A team of Korean researchers has developed a technology to measure circulating tumor cells and determine whether or not a human body has cancer cells. The team led by professor Han Ki-ho at the Nano Convergence Engineering Division at Inje University announced on Nov. 10 that they developed a cell separation technology that can separate living circulating tumor cells and a technology to precisely measure the separated cells via an electric method.
This technology can measure all circulating tumor cells within ten minutes, the team emphasized. The research team used graphene, a highly conductive material that can easily combine with circulating tumor cells in a body. They observed graphene selectively combining with rare circulating tumor cells and slashing their surface resistance. The team explained that when the electric conductivity of cancer cells was weakened by graphene, they could be measured when they passed between two electrodes. The team can estimate the number of cancer cells with low electric resistance with 94 percent accuracy.
Since this technology is able to select circulating tumor cells via an electric method, it is expected that this technological breakthrough will be a core technology for the development of a portable cancer diagnosis device. They also forecast that it will be possible to genetically analyze cancers by putting separated circulating tumor cells to good use, and, therefore, diagnose cancers at the molecular level in the early stages.

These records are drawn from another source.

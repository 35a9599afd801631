use bevy_ecs::prelude::World;
use dispatch_core::area::{Commitment, Coord, ServiceArea, TaxiId, TaxiSnapshot};
use dispatch_core::config::DispatchConfig;
use dispatch_core::dispatcher::Dispatcher;
use dispatch_core::systems::LastDispatchTick;
use dispatch_core::test_helpers::TestArea;

/// Builder for a reproducible area plus a dispatcher that knows its fleet.
#[derive(Debug)]
pub struct TestDispatchBuilder {
    area: TestArea,
    config: DispatchConfig,
    fleet: Vec<TaxiId>,
}

impl TestDispatchBuilder {
    /// `width` x `height` unit-cost grid with a seeded dispatcher.
    pub fn grid(width: i32, height: i32) -> Self {
        Self {
            area: TestArea::grid(width, height),
            config: DispatchConfig::default().with_seed(42),
            fleet: Vec::new(),
        }
    }

    pub fn with_config(mut self, config: DispatchConfig) -> Self {
        self.config = config;
        self
    }

    /// Places an idle taxi and registers it with the dispatcher.
    pub fn idle_taxi(mut self, id: u64, at: Coord) -> Self {
        self.area.place_taxi(TaxiId(id), TaxiSnapshot::idle(at));
        self.fleet.push(TaxiId(id));
        self
    }

    /// Places a taxi carrying one passenger towards `dropoff`.
    pub fn busy_taxi(mut self, id: u64, at: Coord, dropoff: Coord) -> Self {
        let snapshot = TaxiSnapshot::carrying(
            at,
            vec![dropoff],
            vec![Commitment {
                origin: at,
                destination: dropoff,
            }],
        );
        self.area.place_taxi(TaxiId(id), snapshot);
        self.fleet.push(TaxiId(id));
        self
    }

    pub fn build(self) -> (TestArea, Dispatcher) {
        let dispatcher = Dispatcher::new(self.area.world_id(), self.config).with_taxis(self.fleet);
        (self.area, dispatcher)
    }

    /// Moves the area and dispatcher into a fresh ECS world.
    pub fn build_world(self) -> World {
        let (area, dispatcher) = self.build();
        let mut world = World::new();
        world.insert_resource(area);
        world.insert_resource(dispatcher);
        world.insert_resource(LastDispatchTick::default());
        world
    }
}

/// Runs one dispatch pass at every tick in `from..=to`.
pub fn tick_through(dispatcher: &mut Dispatcher, area: &mut TestArea, from: u64, to: u64) {
    for now in from..=to {
        area.set_time(now);
        dispatcher.on_tick(area).expect("dispatch tick");
    }
}
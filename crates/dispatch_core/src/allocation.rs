//! Bid elimination: narrows a fare's bidders to a single winner.
//!
//! Two filters run in sequence:
//!
//! 1. **Availability** (hard): if any bidder is without a passenger, every
//!    bidder carrying one is dropped.
//! 2. **Detour** (soft): the bidder with the smallest detour cost to the
//!    fare's destination wins; ties go to the earliest bid.
//!
//! This is a one-fare-at-a-time heuristic. It is not fair: taxis that keep
//! losing on distance can starve. Solving all open fares against all taxis
//! as one assignment problem would do better.

use crate::area::{Coord, ServiceArea, TaxiId, TaxiSnapshot, Tick};
use crate::fleet::TaxiRegistry;

#[derive(Debug, Clone, Copy, PartialEq, Eq)]
pub struct Award {
    /// Registry index of the winner.
    pub index: usize,
    pub taxi: TaxiId,
    /// Detour cost that won the fare.
    pub cost: u64,
}

#[derive(Debug, Clone, Copy, PartialEq, Eq)]
pub enum AllocationOutcome {
    Awarded(Award),
    /// Fare missing, already assigned, or nobody has bid yet.
    NotOpen,
    /// Bidders are still inside their response window.
    NotDue,
    /// No bidder resolves to a taxi the world still knows.
    NoCandidates,
    /// Every remaining candidate has an unreachable detour.
    NoEligible,
}

impl AllocationOutcome {
    pub fn award(&self) -> Option<Award> {
        match self {
            AllocationOutcome::Awarded(award) => Some(*award),
            _ => None,
        }
    }

    /// True when the fare stays open and should be reconsidered next tick.
    pub fn is_deferred(&self) -> bool {
        matches!(
            self,
            AllocationOutcome::NotDue | AllocationOutcome::NoCandidates | AllocationOutcome::NoEligible
        )
    }
}

/// Whether a fare called at `calltime` has waited out the response window.
pub fn response_window_elapsed(calltime: Tick, now: Tick, window: u64) -> bool {
    now.saturating_sub(calltime) > window
}

#[derive(Debug, Clone)]
struct Candidate {
    index: usize,
    taxi: TaxiId,
    snapshot: TaxiSnapshot,
}

fn resolve_candidates(bidders: &[usize], registry: &TaxiRegistry, area: &dyn ServiceArea) -> Vec<Candidate> {
    bidders
        .iter()
        .filter_map(|&index| {
            let taxi = registry.get(index)?;
            let snapshot = area.taxi(taxi)?;
            Some(Candidate {
                index,
                taxi,
                snapshot,
            })
        })
        .collect()
}

fn prefer_idle(mut candidates: Vec<Candidate>) -> Vec<Candidate> {
    if candidates.iter().any(|c| !c.snapshot.has_passenger) {
        candidates.retain(|c| !c.snapshot.has_passenger);
    }
    candidates
}

/// Ticks until `taxi` could be at `destination`: via its current drop-off
/// when carrying a passenger, directly otherwise.
fn detour_cost(taxi: &TaxiSnapshot, destination: Coord, area: &dyn ServiceArea) -> Option<u64> {
    if taxi.has_passenger {
        let dropoff = taxi.dropoff();
        let to_dropoff = area.travel_time(taxi.location, dropoff)?;
        let onward = area.travel_time(dropoff, destination)?;
        Some(to_dropoff.saturating_add(onward))
    } else {
        area.travel_time(taxi.location, destination)
    }
}

/// Picks the winning bidder for a fare bound for `destination`.
///
/// Bidder indices that no longer resolve (unknown to the registry or to the
/// world) are skipped rather than treated as errors.
pub fn select_winner(
    bidders: &[usize],
    registry: &TaxiRegistry,
    area: &dyn ServiceArea,
    destination: Coord,
) -> AllocationOutcome {
    let candidates = resolve_candidates(bidders, registry, area);
    if candidates.is_empty() {
        return AllocationOutcome::NoCandidates;
    }

    let mut best: Option<Award> = None;
    for candidate in prefer_idle(candidates) {
        let Some(cost) = detour_cost(&candidate.snapshot, destination, area) else {
            continue;
        };
        match best {
            Some(current) if cost >= current.cost => {}
            _ => {
                best = Some(Award {
                    index: candidate.index,
                    taxi: candidate.taxi,
                    cost,
                })
            }
        }
    }

    best.map(AllocationOutcome::Awarded)
        .unwrap_or(AllocationOutcome::NoEligible)
}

The team said that current commercial cancer diagnosis methods based on the separation of circulating tumor cells can cost a patient 1 million won (US$865), and the measurement of circulating tumor cells based on fluorescent immunostaining technology is complicated. These reasons have hampered the introduction of the method to Korea.
“We are planning large-scale clinical tests using circulating tumor cell measurement technology developed in partnership with Paik Hospital,” professor Han said. The research team has been applying for the registration of a patent at home and abroad. The September edition of Analytical Chemistry, an international science magazine, carried a story about this research.